Go through the records and show each line where the word "struct" occurs.

*** Opening of Extracted entries ***

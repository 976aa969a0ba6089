use anyhow::{Context, Result};
use chrono_tz::Tz;
use serde::{Deserialize, Serialize};
use spendwatch_core::{parse_timezone, DetectionConfig};
use std::fs;
use std::path::{Path, PathBuf};

use crate::state::ensure_spendwatch_home;

#[derive(Debug, Clone, Default, PartialEq, Serialize, Deserialize)]
pub struct Config {
    #[serde(default)]
    pub detection: DetectionConfig,
    #[serde(default)]
    pub profile: ProfileSection,
}

#[derive(Debug, Clone, PartialEq, Serialize, Deserialize)]
pub struct ProfileSection {
    /// IANA timezone used to decide what "today" is
    #[serde(default = "default_timezone")]
    pub timezone: String,
}

impl Default for ProfileSection {
    fn default() -> Self {
        Self {
            timezone: default_timezone(),
        }
    }
}

fn default_timezone() -> String {
    "Asia/Kolkata".to_string()
}

impl Config {
    pub fn timezone(&self) -> Result<Tz> {
        parse_timezone(&self.profile.timezone)
    }

    /// Detection settings with any command-line overrides applied.
    /// With `clamp`, out-of-range overrides are pulled into range instead
    /// of rejected.
    pub fn detection_with(
        &self,
        window_days: Option<u32>,
        sensitivity: Option<f64>,
        min_history: Option<usize>,
        clamp: bool,
    ) -> Result<DetectionConfig> {
        let base = self.detection;
        let cfg = DetectionConfig {
            window_days: window_days.unwrap_or(base.window_days),
            sensitivity: sensitivity.unwrap_or(base.sensitivity),
            min_history: min_history.unwrap_or(base.min_history),
        };
        if clamp {
            return Ok(cfg.clamped());
        }
        cfg.validate().context("invalid detection settings")?;
        Ok(cfg)
    }
}

pub fn config_path() -> Result<PathBuf> {
    Ok(ensure_spendwatch_home()?.join("config.toml"))
}

pub fn load_config() -> Result<Config> {
    load_config_from(&config_path()?)
}

pub fn load_config_from(p: &Path) -> Result<Config> {
    if !p.exists() {
        return Ok(Config::default());
    }
    let s = fs::read_to_string(p).with_context(|| format!("read {}", p.display()))?;
    let cfg: Config = toml::from_str(&s).with_context(|| format!("parse {}", p.display()))?;
    cfg.detection
        .validate()
        .with_context(|| format!("[detection] in {}", p.display()))?;
    cfg.timezone()
        .with_context(|| format!("[profile] in {}", p.display()))?;
    tracing::debug!(path = %p.display(), "loaded config");
    Ok(cfg)
}

pub fn save_config_to(cfg: &Config, p: &Path) -> Result<()> {
    let s = toml::to_string_pretty(cfg).context("serialize config")?;
    fs::write(p, s).with_context(|| format!("write {}", p.display()))?;
    Ok(())
}

pub fn init_config() -> Result<()> {
    let p = config_path()?;
    if p.exists() {
        println!("Config already exists: {}", p.display());
        return Ok(());
    }
    save_config_to(&Config::default(), &p)?;
    println!("Wrote {}", p.display());
    Ok(())
}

*** Close of Extracted entries ***

Solution to this exercise:
pub struct Config {
pub struct ProfileSection {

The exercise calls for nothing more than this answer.